Italy court throws out tax fraud case against Berlusconi

A Milan court on Tuesday refused to indict Italian Premier Silvio Berlusconi in a tax fraud case involving his Mediaset media company.

MILAN, Italy — A Milan court on Tuesday refused to indict Italian Premier Silvio Berlusconi in a tax fraud case involving his Mediaset media company.

The court, however, indicted Berlusconi’s eldest son, Pier Silvio Berlusconi, Mediaset chairman Fedele Confalonieri and nine other defendants. Trial is set for Dec. 22.

The so-called Mediatrade case alleges fraud in the purchase of film rights by Mediaset. Berlusconi has always denied wrongdoing, and magistrate Maria Vicidomini, in throwing out the case, ruled that he had not committed the offence.

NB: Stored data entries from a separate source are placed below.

//! Greedy word wrap against a measured line budget.
//!
//! Panel painters accumulate words left to right, measuring the candidate
//! line, and flush when the next word would overflow the budget. No
//! hyphenation, no look-ahead; a word wider than the whole budget keeps a
//! line to itself. Visual parity depends on this exact greedy behavior.

/// Layout budget for a slide's body text, in layout pixels at scale 1.
pub const DETAIL_BUDGET: f32 = 600.0;
/// Layout budget for list-column lines.
pub const COLUMN_BUDGET: f32 = 580.0;

/// Wrap `text` into lines whose measured width stays under `budget`.
/// `measure` returns the width of a candidate line in the same units.
pub fn wrap_words<F>(text: &str, budget: f32, measure: F) -> Vec<String>
where
    F: Fn(&str) -> f32,
{
    let mut lines = Vec::new();
    let mut line = String::new();
    for word in text.split_whitespace() {
        let candidate = if line.is_empty() {
            word.to_string()
        } else {
            format!("{line} {word}")
        };
        if measure(&candidate) > budget && !line.is_empty() {
            lines.push(std::mem::take(&mut line));
            line.push_str(word);
        } else {
            line = candidate;
        }
    }
    if !line.is_empty() {
        lines.push(line);
    }
    lines
}

#[cfg(test)]
mod tests {
    use super::*;

    // Ten units per character keeps the arithmetic readable.
    fn measure(s: &str) -> f32 {
        s.chars().count() as f32 * 10.0
    }

    #[test]
    fn test_short_text_is_one_line() {
        let lines = wrap_words("dust and echoes", 200.0, measure);
        assert_eq!(lines, vec!["dust and echoes"]);
    }

    #[test]
    fn test_flushes_on_overflow() {
        let lines = wrap_words("one two three four", 90.0, measure);
        // "one two" = 7 chars = 70; adding " three" overflows 90.
        assert_eq!(lines, vec!["one two", "three", "four"]);
    }

    #[test]
    fn test_overlong_word_keeps_its_own_line() {
        let lines = wrap_words("a incomprehensibilities b", 100.0, measure);
        assert_eq!(lines, vec!["a", "incomprehensibilities", "b"]);
    }

    #[test]
    fn test_no_hyphenation_ever() {
        let lines = wrap_words("spectrograph", 50.0, measure);
        assert_eq!(lines, vec!["spectrograph"]);
    }

    #[test]
    fn test_collapses_whitespace_runs() {
        let lines = wrap_words("  pale   lantern  ", 500.0, measure);
        assert_eq!(lines, vec!["pale lantern"]);
    }

    #[test]
    fn test_empty_text_yields_no_lines() {
        assert!(wrap_words("", 100.0, measure).is_empty());
        assert!(wrap_words("   ", 100.0, measure).is_empty());
    }
}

“Everyone keeps asking me if I am pleased. I don’t know because I was accused of something that doesn’t exist in heaven or on Earth,” Berlusconi said in Rome, according to the news agency ANSA.

Berlusconi’s defence lawyer Niccolo Ghedini praised the decision. “Berlusconi had nothing to do with it,” he said.

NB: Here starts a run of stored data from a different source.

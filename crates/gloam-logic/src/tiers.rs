//! Performance tiers, startup probe, and the FPS downgrade governor.
//!
//! A tier bundles every quality knob the scene builders read: render
//! resolution multiplier, shadows, shadow map size, particle density and
//! texture resolution. The tier is chosen once at startup from a coarse
//! device probe and can only ever move down, one level per sample window,
//! when measured frame rate falls below the thresholds. A downgrade takes
//! effect the next time a session is built, never mid-frame.

use serde::{Deserialize, Serialize};

#[derive(Debug, Clone, Copy, PartialEq, Eq, PartialOrd, Ord, Hash, Serialize, Deserialize)]
pub enum PerfTier {
    Low,
    Medium,
    High,
}

/// Quality knobs derived from a tier. Read-only to all scene code.
#[derive(Debug, Clone, Copy, PartialEq, Serialize, Deserialize)]
pub struct TierSettings {
    pub tier: PerfTier,
    pub pixel_ratio: f32,
    pub shadows: bool,
    pub shadow_map_size: u32,
    pub particles_scale: f32,
    pub texture_scale: f32,
}

impl TierSettings {
    pub const fn for_tier(tier: PerfTier) -> Self {
        match tier {
            PerfTier::Low => Self {
                tier: PerfTier::Low,
                pixel_ratio: 1.0,
                shadows: false,
                shadow_map_size: 256,
                particles_scale: 0.3,
                texture_scale: 0.25,
            },
            PerfTier::Medium => Self {
                tier: PerfTier::Medium,
                pixel_ratio: 1.5,
                shadows: true,
                shadow_map_size: 512,
                particles_scale: 0.6,
                texture_scale: 0.5,
            },
            PerfTier::High => Self {
                tier: PerfTier::High,
                pixel_ratio: 2.0,
                shadows: true,
                shadow_map_size: 1024,
                particles_scale: 1.0,
                texture_scale: 1.0,
            },
        }
    }
}

impl Default for TierSettings {
    fn default() -> Self {
        Self::for_tier(PerfTier::High)
    }
}

/// Hosts narrower than this start at Medium.
pub const NARROW_VIEWPORT: f32 = 768.0;

/// Coarse device facts available before any frame renders.
#[derive(Debug, Clone, Copy, Default, PartialEq, Serialize, Deserialize)]
pub struct StartupProbe {
    pub viewport_width: f32,
    pub coarse_pointer: bool,
}

/// Pick the starting tier: touch devices and narrow hosts begin at Medium,
/// everything else at High. Low is only ever reached by downgrade.
pub fn initial_tier(probe: &StartupProbe) -> PerfTier {
    if probe.coarse_pointer || probe.viewport_width < NARROW_VIEWPORT {
        PerfTier::Medium
    } else {
        PerfTier::High
    }
}

/// One tier down, or None from Low.
pub fn step_down(tier: PerfTier) -> Option<PerfTier> {
    match tier {
        PerfTier::High => Some(PerfTier::Medium),
        PerfTier::Medium => Some(PerfTier::Low),
        PerfTier::Low => None,
    }
}

/// Seconds of frames accumulated per governor sample.
pub const SAMPLE_WINDOW_SECS: f32 = 3.0;
/// Below this the tier always steps down.
pub const CRITICAL_FPS: f32 = 20.0;
/// Below this a High tier steps to Medium.
pub const STRAINED_FPS: f32 = 40.0;

/// Rolling frame-rate sampler that recommends downgrades. Upgrades are
/// never recommended; a machine that struggled once keeps the lower tier.
#[derive(Debug, Clone)]
pub struct FpsGovernor {
    frames: u32,
    elapsed: f32,
    window: f32,
}

impl FpsGovernor {
    pub fn new() -> Self {
        Self { frames: 0, elapsed: 0.0, window: SAMPLE_WINDOW_SECS }
    }

    /// Record one frame of `dt` seconds; at each window boundary, returns
    /// the tier to move to, if any.
    pub fn note_frame(&mut self, dt: f32, current: PerfTier) -> Option<PerfTier> {
        self.frames += 1;
        self.elapsed += dt;
        if self.elapsed < self.window {
            return None;
        }
        let fps = self.frames as f32 / self.elapsed;
        self.frames = 0;
        self.elapsed = 0.0;
        if fps < CRITICAL_FPS {
            step_down(current)
        } else if fps < STRAINED_FPS && current == PerfTier::High {
            Some(PerfTier::Medium)
        } else {
            None
        }
    }
}

impl Default for FpsGovernor {
    fn default() -> Self {
        Self::new()
    }
}

#[cfg(test)]
mod tests {
    use super::*;

    fn run_window(gov: &mut FpsGovernor, fps: f32, tier: PerfTier) -> Option<PerfTier> {
        let dt = 1.0 / fps;
        let frames = (SAMPLE_WINDOW_SECS * fps).ceil() as u32 + 1;
        let mut out = None;
        for _ in 0..frames {
            if let Some(next) = gov.note_frame(dt, tier) {
                out = Some(next);
            }
        }
        out
    }

    #[test]
    fn test_tier_tables_match_expected_knobs() {
        let low = TierSettings::for_tier(PerfTier::Low);
        assert_eq!(low.pixel_ratio, 1.0);
        assert!(!low.shadows);
        assert_eq!(low.shadow_map_size, 256);
        assert_eq!(low.particles_scale, 0.3);
        assert_eq!(low.texture_scale, 0.25);

        let medium = TierSettings::for_tier(PerfTier::Medium);
        assert_eq!(medium.pixel_ratio, 1.5);
        assert!(medium.shadows);
        assert_eq!(medium.shadow_map_size, 512);

        let high = TierSettings::for_tier(PerfTier::High);
        assert_eq!(high.texture_scale, 1.0);
        assert_eq!(high.shadow_map_size, 1024);
    }

    #[test]
    fn test_initial_tier_from_probe() {
        let desktop = StartupProbe { viewport_width: 1920.0, coarse_pointer: false };
        assert_eq!(initial_tier(&desktop), PerfTier::High);
        let phone = StartupProbe { viewport_width: 390.0, coarse_pointer: true };
        assert_eq!(initial_tier(&phone), PerfTier::Medium);
        let narrow = StartupProbe { viewport_width: 700.0, coarse_pointer: false };
        assert_eq!(initial_tier(&narrow), PerfTier::Medium);
    }

    #[test]
    fn test_downgrade_is_one_step_at_a_time() {
        let mut gov = FpsGovernor::new();
        // Catastrophic frame rate from High still only drops one level.
        assert_eq!(run_window(&mut gov, 5.0, PerfTier::High), Some(PerfTier::Medium));
        assert_eq!(run_window(&mut gov, 5.0, PerfTier::Medium), Some(PerfTier::Low));
        assert_eq!(run_window(&mut gov, 5.0, PerfTier::Low), None);
    }

    #[test]
    fn test_strained_only_drops_from_high() {
        let mut gov = FpsGovernor::new();
        assert_eq!(run_window(&mut gov, 30.0, PerfTier::High), Some(PerfTier::Medium));
        assert_eq!(run_window(&mut gov, 30.0, PerfTier::Medium), None);
    }

    #[test]
    fn test_healthy_rate_never_upgrades() {
        let mut gov = FpsGovernor::new();
        assert_eq!(run_window(&mut gov, 60.0, PerfTier::Low), None);
        assert_eq!(run_window(&mut gov, 144.0, PerfTier::Medium), None);
    }

    #[test]
    fn test_no_recommendation_inside_window() {
        let mut gov = FpsGovernor::new();
        for _ in 0..10 {
            assert_eq!(gov.note_frame(0.016, PerfTier::High), None);
        }
    }
}
//! External asset loading with a deadline.
//!
//! The only real asset in the manor is the hall portrait, and it is
//! optional. The decode runs on a helper thread while the caller waits
//! with `recv_timeout`; a miss of any kind (absent file, undecodable
//! bytes, too slow) substitutes the procedural placeholder so session
//! construction never stalls on disk.

use std::path::{Path, PathBuf};
use std::sync::mpsc;
use std::thread;
use std::time::Duration;

use image::RgbaImage;

use crate::textures::TextureFactory;

/// Why a portrait load produced no image.
#[derive(Debug)]
pub enum AssetError {
    Image(image::ImageError),
    /// The loader did not answer before the deadline.
    Deadline(Duration),
    /// The loader thread died without sending a result.
    Gone,
}

impl From<image::ImageError> for AssetError {
    fn from(e: image::ImageError) -> Self {
        AssetError::Image(e)
    }
}

impl std::fmt::Display for AssetError {
    fn fmt(&self, f: &mut std::fmt::Formatter<'_>) -> std::fmt::Result {
        match self {
            AssetError::Image(e) => write!(f, "image error: {}", e),
            AssetError::Deadline(d) => write!(f, "no portrait within {:?}", d),
            AssetError::Gone => write!(f, "portrait loader quit without a result"),
        }
    }
}

impl std::error::Error for AssetError {}

/// Start decoding `path` on a helper thread. The receiver yields at most
/// one result; drop it to abandon the load.
pub fn spawn_portrait_load(path: PathBuf) -> mpsc::Receiver<Result<RgbaImage, AssetError>> {
    let (tx, rx) = mpsc::channel();
    thread::spawn(move || {
        let result = load_rgba(&path);
        let _ = tx.send(result);
    });
    rx
}

fn load_rgba(path: &Path) -> Result<RgbaImage, AssetError> {
    let img = image::open(path)?;
    Ok(img.to_rgba8())
}

/// Wait out the deadline for a pending load.
pub fn await_portrait(
    rx: &mpsc::Receiver<Result<RgbaImage, AssetError>>,
    deadline: Duration,
) -> Result<RgbaImage, AssetError> {
    match rx.recv_timeout(deadline) {
        Ok(result) => result,
        Err(mpsc::RecvTimeoutError::Timeout) => Err(AssetError::Deadline(deadline)),
        Err(mpsc::RecvTimeoutError::Disconnected) => Err(AssetError::Gone),
    }
}

/// Portrait for the hall frame: the configured file when it loads in
/// time, the procedural placeholder otherwise.
pub fn portrait_or_placeholder(
    path: Option<&Path>,
    deadline: Duration,
    factory: &TextureFactory,
) -> RgbaImage {
    let path = match path {
        Some(path) => path,
        None => return factory.portrait_placeholder(),
    };
    let rx = spawn_portrait_load(path.to_path_buf());
    match await_portrait(&rx, deadline) {
        Ok(img) => img,
        Err(err) => {
            log::info!("portrait fallback for {}: {}", path.display(), err);
            factory.portrait_placeholder()
        }
    }
}

#[cfg(test)]
mod tests {
    use super::*;

    #[test]
    fn test_missing_file_reports_image_error() {
        let rx = spawn_portrait_load(PathBuf::from("/nonexistent/portrait.png"));
        let result = await_portrait(&rx, Duration::from_secs(5));
        assert!(matches!(result, Err(AssetError::Image(_))));
    }

    #[test]
    fn test_deadline_when_nothing_answers() {
        let (_tx, rx) = mpsc::channel::<Result<RgbaImage, AssetError>>();
        let result = await_portrait(&rx, Duration::from_millis(10));
        assert!(matches!(result, Err(AssetError::Deadline(_))));
    }

    #[test]
    fn test_dropped_loader_reports_gone() {
        let (tx, rx) = mpsc::channel::<Result<RgbaImage, AssetError>>();
        drop(tx);
        let result = await_portrait(&rx, Duration::from_secs(1));
        assert!(matches!(result, Err(AssetError::Gone)));
    }

    #[test]
    fn test_real_file_round_trips() {
        let path = std::env::temp_dir().join("gloam_portrait_test.png");
        RgbaImage::new(8, 12).save(&path).unwrap();
        let rx = spawn_portrait_load(path.clone());
        let img = await_portrait(&rx, Duration::from_secs(5)).unwrap();
        assert_eq!((img.width(), img.height()), (8, 12));
        let _ = std::fs::remove_file(&path);
    }

    #[test]
    fn test_fallback_substitutes_placeholder() {
        let factory = TextureFactory::new(0.25);
        let placeholder = factory.portrait_placeholder();
        let got = portrait_or_placeholder(
            Some(Path::new("/nonexistent/portrait.png")),
            Duration::from_secs(5),
            &factory,
        );
        assert_eq!((got.width(), got.height()), (placeholder.width(), placeholder.height()));
        let none = portrait_or_placeholder(None, Duration::from_millis(1), &factory);
        assert_eq!(none.width(), placeholder.width());
    }
}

The decision blightens the premier’s legal burden, however Berlusconi still faces three active trials in Milan, on charges including corruption, tax fraud and accusations that he paid for sex with an underage Moroccan teen.

The other tax fraud case also involves the purchase of film rights by Mediaset, but for an earlier time frame than the Mediatrade case. In both cases, the defendants are accused of overpaying for rights to show U.S. movies on Berlusconi’s TV networks and pocketing the differences.

Ghedini said the decision should also have an impact on the second case.

Berlusconi has proclaimed his innocence in all three active cases, including a corruption trial in which he is accused of ordering the payment of $600,000 in 1997 to a British lawyer to lie in court to protect Berlusconi.

Berlusconi has been the subject of numerous probes, mostly in Milan and related to his business empire, and has accused magistrates of a campaign to oust him from power. In all cases so far he has been acquitted or cleared when the statute of limitations expired.